#### [YOUR OBJECTIVE]
Output only the lines below from the one containing "change notifications, an" to the one containing "self.cache.set(&cache_key(dbnum, key), value).await", exactly as written, both ends kept.
--- DATASET RECORDS Enclosed Below ---
//! Backend statement execution

use super::ChangeEvent;
use crate::error::Result;
use crate::query::Query;
use crate::record::Record;
use async_trait::async_trait;
use tokio::sync::mpsc;

/// Runs parsed queries against one backend connection pool
///
/// Arguments are positional and already resolved; `None` is bound as NULL.
#[async_trait]
pub trait Executor: Send + Sync {
    async fn fetch(&self, query: &Query, args: &[Option<String>]) -> Result<Vec<Record>>;

    /// Number of affected rows
    async fn execute(&self, query: &Query, args: &[Option<String>]) -> Result<u64>;

    async fn close(&self) -> Result<()> {
        Ok(())
    }

    fn notifications(&self) -> Option<&dyn NotificationSource> {
        None
    }
}

/// Backend-specific change feed (e.g. LISTEN/NOTIFY)
#[async_trait]
pub trait NotificationSource: Send + Sync {
    async fn listen(&self, channel: &str, events: mpsc::Sender<ChangeEvent>) -> Result<()>;
}
//! Cache-aside proxy in front of a store
//!
//! Reads are served from the cache when possible and populated on a miss,
//! writes go through to the store first. When the wrapped store reports
//! committed changes, a background task evicts the affected keys.

use crate::cache::Cache;
use crate::error::{Result, StoreError};
use crate::record::Record;
use crate::store::{BindConfig, ChangeEvent, ChangeNotifier, Store};
use async_trait::async_trait;
use bytes::Bytes;
use parking_lot::Mutex;
use std::sync::Arc;
use std::time::Duration;
use tokio::sync::mpsc;
use tokio::task::JoinHandle;
use tokio_util::sync::CancellationToken;
use tracing::{debug, error, info, warn};

const EVENT_BUFFER: usize = 256;
const INITIAL_BACKOFF: Duration = Duration::from_millis(500);
const MAX_BACKOFF: Duration = Duration::from_secs(30);

/// Store wrapper keeping a cache in sync with reads and writes
pub struct CacheProxy {
    store: Arc<dyn Store>,
    cache: Arc<dyn Cache>,
    cancel: CancellationToken,
    listener: Mutex<Option<JoinHandle<()>>>,
}

impl CacheProxy {
    /// Wrap `store` with `cache`
    ///
    /// Without a cache, or for a store that must not be cached, the store
    /// itself is returned. With a non-empty `channel` and a store exposing
    /// change notifications, an invalidation listener runs until `shutdown`
    /// is cancelled or the proxy is closed.
    pub fn wrap(
        store: Arc<dyn Store>,
        cache: Option<Arc<dyn Cache>>,
        channel: Option<&str>,
        shutdown: &CancellationToken,
    ) -> Arc<dyn Store> {
        let cache = match cache {
            Some(cache) if store.supports_cache() => cache,
            _ => return store,
        };

        let cancel = shutdown.child_token();
        let listener = match channel.filter(|c| !c.is_empty()) {
            Some(channel) if store.change_notifier().is_some() => Some(tokio::spawn(watch(
                store.clone(),
                cache.clone(),
                channel.to_string(),
                cancel.clone(),
            ))),
            _ => None,
        };

        Arc::new(CacheProxy {
            store,
            cache,
            cancel,
            listener: Mutex::new(listener),
        })
    }
}

fn cache_key(dbnum: u32, key: &str) -> String {
    format!("{dbnum}:{key}")
}

#[async_trait]
impl Store for CacheProxy {
    async fn get(&self, dbnum: u32, key: &str) -> Result<Bytes> {
        let cached = cache_key(dbnum, key);
        match self.cache.get(&cached).await {
            Ok(value) => {
                debug!(dbnum, key, "get value from cache");
                return Ok(value);
            }
            Err(StoreError::NotFound) => {}
            Err(e) => return Err(e),
        }

        let value = self.store.get(dbnum, key).await?;
        debug!(dbnum, key, "get value from store");
        self.cache.set(&cached, value.clone()).await?;
        Ok(value)
    }

    async fn set(&self, dbnum: u32, key: &str, value: Bytes) -> Result<()> {
        self.store.set(dbnum, key, value.clone()).await?;
        if let Err(e) = self.cache.set(&cache_key(dbnum, key), value).await {
            warn!(dbnum, key, error = %e, "cache set");
        }
        Ok(())
    }

    async fn del(&self, dbnum: u32, key: &str) -> Result<()> {
        let mut errors = Vec::new();
        match self.cache.del(&cache_key(dbnum, key)).await {
            Ok(()) | Err(StoreError::NotFound) => {}
            Err(e) => errors.push(e),
        }
        if let Err(e) = self.store.del(dbnum, key).await {
            errors.push(e);
        }
        StoreError::combine(errors)
    }

    async fn keys(&self, dbnum: u32, pattern: &str) -> Result<Vec<String>> {
        self.store.keys(dbnum, pattern).await
    }

    async fn list(&self, dbnum: u32, pattern: &str) -> Result<Vec<Record>> {
        self.store.list(dbnum, pattern).await
    }

    async fn bind(&self, conf: &BindConfig) -> Result<()> {
        self.store.bind(conf).await
    }

    async fn close(&self) -> Result<()> {
        self.cancel.cancel();
        let listener = self.listener.lock().take();
        if let Some(listener) = listener {
            let _ = listener.await;
        }

        let mut errors = Vec::new();
        if let Err(e) = self.cache.close().await {
            errors.push(e);
        }
        if let Err(e) = self.store.close().await {
            errors.push(e);
        }
        StoreError::combine(errors)
    }

    fn supports_cache(&self) -> bool {
        false
    }

    fn change_notifier(&self) -> Option<&dyn ChangeNotifier> {
        self.store.change_notifier()
    }
}

impl Drop for CacheProxy {
    fn drop(&mut self) {
        self.cancel.cancel();
    }
}

/// Keep a change subscription alive, reconnecting with backoff
async fn watch(store: Arc<dyn Store>, cache: Arc<dyn Cache>, channel: String, cancel: CancellationToken) {
    let Some(notifier) = store.change_notifier() else {
        return;
    };
    let mut backoff = INITIAL_BACKOFF;

    loop {
        info!(channel = %channel, "run notify listener");
        let (events_tx, events_rx) = mpsc::channel(EVENT_BUFFER);
        let outcome = tokio::select! {
            _ = cancel.cancelled() => return,
            (result, ()) = async {
                tokio::join!(
                    notifier.listen_updates(&channel, events_tx),
                    invalidate_from(notifier, cache.as_ref(), events_rx),
                )
            } => result,
        };

        match outcome {
            Ok(()) => {
                info!(channel = %channel, "notify listener stopped");
                return;
            }
            Err(e) => {
                error!(channel = %channel, error = %e, retry_in = ?backoff, "notification updates listener");
            }
        }

        tokio::select! {
            _ = cancel.cancelled() => return,
            _ = tokio::time::sleep(backoff) => {}
        }
        backoff = (backoff * 2).min(MAX_BACKOFF);
    }
}

/// Evict the key of every received change event until the sender is gone
pub async fn invalidate_from(
    notifier: &dyn ChangeNotifier,
    cache: &dyn Cache,
    mut events: mpsc::Receiver<ChangeEvent>,
) {
    while let Some(event) = events.recv().await {
        let Some((dbnum, key)) = notifier.resolve_key(&event) else {
            debug!(table = %event.table, "no binding for change event");
            continue;
        };
        match cache.del(&cache_key(dbnum, &key)).await {
            Ok(()) => debug!(dbnum, key = %key, "clear key cache"),
            Err(e) if e.is_missing() => {}
            Err(e) => error!(dbnum, key = %key, error = %e, "clear key cache"),
        }
    }
}

#[cfg(test)]
mod tests {
    use super::*;
    use crate::cache::{CacheOptions, MemoryCache};
    use crate::pattern::ExecContext;
    use crate::testing::{FailingCache, MemoryStore};
    use std::sync::atomic::Ordering;

    fn cache() -> Arc<MemoryCache> {
        Arc::new(MemoryCache::new(CacheOptions::default()))
    }

    fn proxy(store: Arc<MemoryStore>, cache: Arc<MemoryCache>) -> Arc<dyn Store> {
        CacheProxy::wrap(store, Some(cache as Arc<dyn Cache>), None, &CancellationToken::new())
    }

    fn event(key: &str) -> ChangeEvent {
        ChangeEvent {
            table: "items".to_string(),
            fields: [("key", key)].into_iter().collect::<ExecContext>(),
        }
    }

    #[tokio::test]
    async fn test_without_cache_returns_store() {
        let store: Arc<dyn Store> = Arc::new(MemoryStore::new());
        let wrapped = CacheProxy::wrap(store.clone(), None, None, &CancellationToken::new());
        assert!(Arc::ptr_eq(&store, &wrapped));

        let uncacheable: Arc<dyn Store> = Arc::new(MemoryStore::new().uncacheable());
        let cache: Arc<dyn Cache> = cache();
        let wrapped = CacheProxy::wrap(uncacheable.clone(), Some(cache), None, &CancellationToken::new());
        assert!(Arc::ptr_eq(&uncacheable, &wrapped));
    }

    #[tokio::test]
    async fn test_get_hit_skips_store() {
        let store = Arc::new(MemoryStore::new());
        store.insert(0, "a", "1");
        let cache = cache();
        let proxy = proxy(store.clone(), cache.clone());

        assert_eq!(proxy.get(0, "a").await.unwrap(), Bytes::from("1"));
        assert_eq!(proxy.get(0, "a").await.unwrap(), Bytes::from("1"));
        assert_eq!(store.gets.load(Ordering::SeqCst), 1);
        assert_eq!(cache.get("0:a").await.unwrap(), Bytes::from("1"));
    }

    #[tokio::test]
    async fn test_not_found_is_not_cached() {
        let store = Arc::new(MemoryStore::new());
        let cache = cache();
        let proxy = proxy(store.clone(), cache.clone());

        assert!(matches!(proxy.get(0, "a").await, Err(StoreError::NotFound)));
        assert!(cache.is_empty());

        store.insert(0, "a", "late");
        assert_eq!(proxy.get(0, "a").await.unwrap(), Bytes::from("late"));
    }

    #[tokio::test]
    async fn test_namespaces_are_cached_apart() {
        let store = Arc::new(MemoryStore::new());
        store.insert(0, "a", "zero");
        store.insert(1, "a", "one");
        let proxy = proxy(store, cache());

        assert_eq!(proxy.get(0, "a").await.unwrap(), Bytes::from("zero"));
        assert_eq!(proxy.get(1, "a").await.unwrap(), Bytes::from("one"));
    }

    #[tokio::test]
    async fn test_set_writes_through() {
        let store = Arc::new(MemoryStore::with_prefix("user_"));
        let cache = cache();
        let proxy = proxy(store.clone(), cache.clone());

        proxy.set(0, "user_1", Bytes::from("v")).await.unwrap();
        assert!(store.contains(0, "user_1"));
        assert_eq!(cache.get("0:user_1").await.unwrap(), Bytes::from("v"));

        assert!(matches!(
            proxy.set(0, "other", Bytes::from("v")).await,
            Err(StoreError::NoKey)
        ));
        assert!(cache.get("0:other").await.is_err());
    }

    #[tokio::test]
    async fn test_del_evicts_and_deletes() {
        let store = Arc::new(MemoryStore::new());
        let cache = cache();
        let proxy = proxy(store.clone(), cache.clone());

        proxy.set(0, "a", Bytes::from("v")).await.unwrap();
        proxy.del(0, "a").await.unwrap();
        assert!(!store.contains(0, "a"));
        assert!(cache.get("0:a").await.is_err());

        // Cache miss does not hide the store outcome
        assert!(matches!(proxy.del(0, "a").await, Err(StoreError::NotFound)));
        assert_eq!(store.dels.load(Ordering::SeqCst), 2);
    }

    fn broken(store: Arc<MemoryStore>) -> Arc<dyn Store> {
        let cache: Arc<dyn Cache> = Arc::new(FailingCache);
        CacheProxy::wrap(store, Some(cache), None, &CancellationToken::new())
    }

    #[tokio::test]
    async fn test_get_surfaces_cache_failure() {
        let store = Arc::new(MemoryStore::new());
        store.insert(0, "a", "1");
        let proxy = broken(store.clone());

        let err = proxy.get(0, "a").await.err().unwrap();
        assert!(matches!(err, StoreError::Backend(ref msg) if msg == "cache unavailable"));
        assert_eq!(store.gets.load(Ordering::SeqCst), 0);
    }

    #[tokio::test]
    async fn test_set_ignores_cache_failure() {
        let store = Arc::new(MemoryStore::new());
        let proxy = broken(store.clone());

        proxy.set(0, "a", Bytes::from("v")).await.unwrap();
        assert!(store.contains(0, "a"));
    }

    #[tokio::test]
    async fn test_del_combines_cache_failure() {
        let store = Arc::new(MemoryStore::new());
        store.insert(0, "a", "1");
        let proxy = broken(store.clone());

        let err = proxy.del(0, "a").await.err().unwrap();
        assert!(matches!(err, StoreError::Backend(_)));
        assert!(!store.contains(0, "a"));
        assert_eq!(store.dels.load(Ordering::SeqCst), 1);

        // Both sides failing are reported together
        let err = proxy.del(0, "a").await.err().unwrap();
        assert!(matches!(err, StoreError::Multiple(ref errors) if errors.len() == 2));
    }

    #[tokio::test]
    async fn test_listener_retries_after_failure() {
        let store = Arc::new(
            MemoryStore::new()
                .with_events(vec![event("a")])
                .failing_listens(1),
        );
        let cache = cache();
        cache.set("0:a", Bytes::from("old")).await.unwrap();

        let proxy = CacheProxy::wrap(
            store.clone(),
            Some(cache.clone() as Arc<dyn Cache>),
            Some("updates"),
            &CancellationToken::new(),
        );

        let evicted = tokio::time::timeout(Duration::from_secs(3), async {
            while cache.get("0:a").await.is_ok() {
                tokio::time::sleep(Duration::from_millis(10)).await;
            }
        })
        .await;
        assert!(evicted.is_ok());
        assert_eq!(store.listens.load(Ordering::SeqCst), 2);

        proxy.close().await.unwrap();
    }

    #[tokio::test]
    async fn test_close_closes_store() {
        let store = Arc::new(MemoryStore::new().failing_close());
        let proxy = proxy(store.clone(), cache());

        assert!(proxy.close().await.is_err());
        assert!(store.closed.load(Ordering::SeqCst));
    }

    #[tokio::test]
    async fn test_change_events_evict_keys() {
        let store = Arc::new(MemoryStore::new().with_events(vec![event("a")]));
        store.insert(0, "a", "old");
        let cache = cache();
        cache.set("0:a", Bytes::from("old")).await.unwrap();
        cache.set("0:b", Bytes::from("kept")).await.unwrap();

        let proxy = CacheProxy::wrap(
            store.clone(),
            Some(cache.clone() as Arc<dyn Cache>),
            Some("updates"),
            &CancellationToken::new(),
        );

        let evicted = tokio::time::timeout(Duration::from_secs(2), async {
            while cache.get("0:a").await.is_ok() {
                tokio::time::sleep(Duration::from_millis(5)).await;
            }
        })
        .await;
        assert!(evicted.is_ok());
        assert!(cache.get("0:b").await.is_ok());

        proxy.close().await.unwrap();
    }

    #[tokio::test]
    async fn test_invalidate_from_channel() {
        let store = MemoryStore::new();
        let cache = cache();
        cache.set("0:a", Bytes::from("v")).await.unwrap();

        let (tx, rx) = mpsc::channel(4);
        tx.send(event("a")).await.unwrap();
        tx.send(event("missing")).await.unwrap();
        tx.send(ChangeEvent {
            table: "items".to_string(),
            fields: ExecContext::new(),
        })
        .await
        .unwrap();
        drop(tx);

        invalidate_from(&store, cache.as_ref(), rx).await;
        assert!(cache.is_empty());
    }
}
--- End of Enclosed DATASET RECORDS ---
#### [REPLY TO THE TASK]
    /// change notifications, an invalidation listener runs until `shutdown`
    /// is cancelled or the proxy is closed.
    pub fn wrap(
        store: Arc<dyn Store>,
        cache: Option<Arc<dyn Cache>>,
        channel: Option<&str>,
        shutdown: &CancellationToken,
    ) -> Arc<dyn Store> {
        let cache = match cache {
            Some(cache) if store.supports_cache() => cache,
            _ => return store,
        };

        let cancel = shutdown.child_token();
        let listener = match channel.filter(|c| !c.is_empty()) {
            Some(channel) if store.change_notifier().is_some() => Some(tokio::spawn(watch(
                store.clone(),
                cache.clone(),
                channel.to_string(),
                cancel.clone(),
            ))),
            _ => None,
        };

        Arc::new(CacheProxy {
            store,
            cache,
            cancel,
            listener: Mutex::new(listener),
        })
    }
}

fn cache_key(dbnum: u32, key: &str) -> String {
    format!("{dbnum}:{key}")
}

#[async_trait]
impl Store for CacheProxy {
    async fn get(&self, dbnum: u32, key: &str) -> Result<Bytes> {
        let cached = cache_key(dbnum, key);
        match self.cache.get(&cached).await {
            Ok(value) => {
                debug!(dbnum, key, "get value from cache");
                return Ok(value);
            }
            Err(StoreError::NotFound) => {}
            Err(e) => return Err(e),
        }

        let value = self.store.get(dbnum, key).await?;
        debug!(dbnum, key, "get value from store");
        self.cache.set(&cached, value.clone()).await?;
        Ok(value)
    }

    async fn set(&self, dbnum: u32, key: &str, value: Bytes) -> Result<()> {
        self.store.set(dbnum, key, value.clone()).await?;
        if let Err(e) = self.cache.set(&cache_key(dbnum, key), value).await {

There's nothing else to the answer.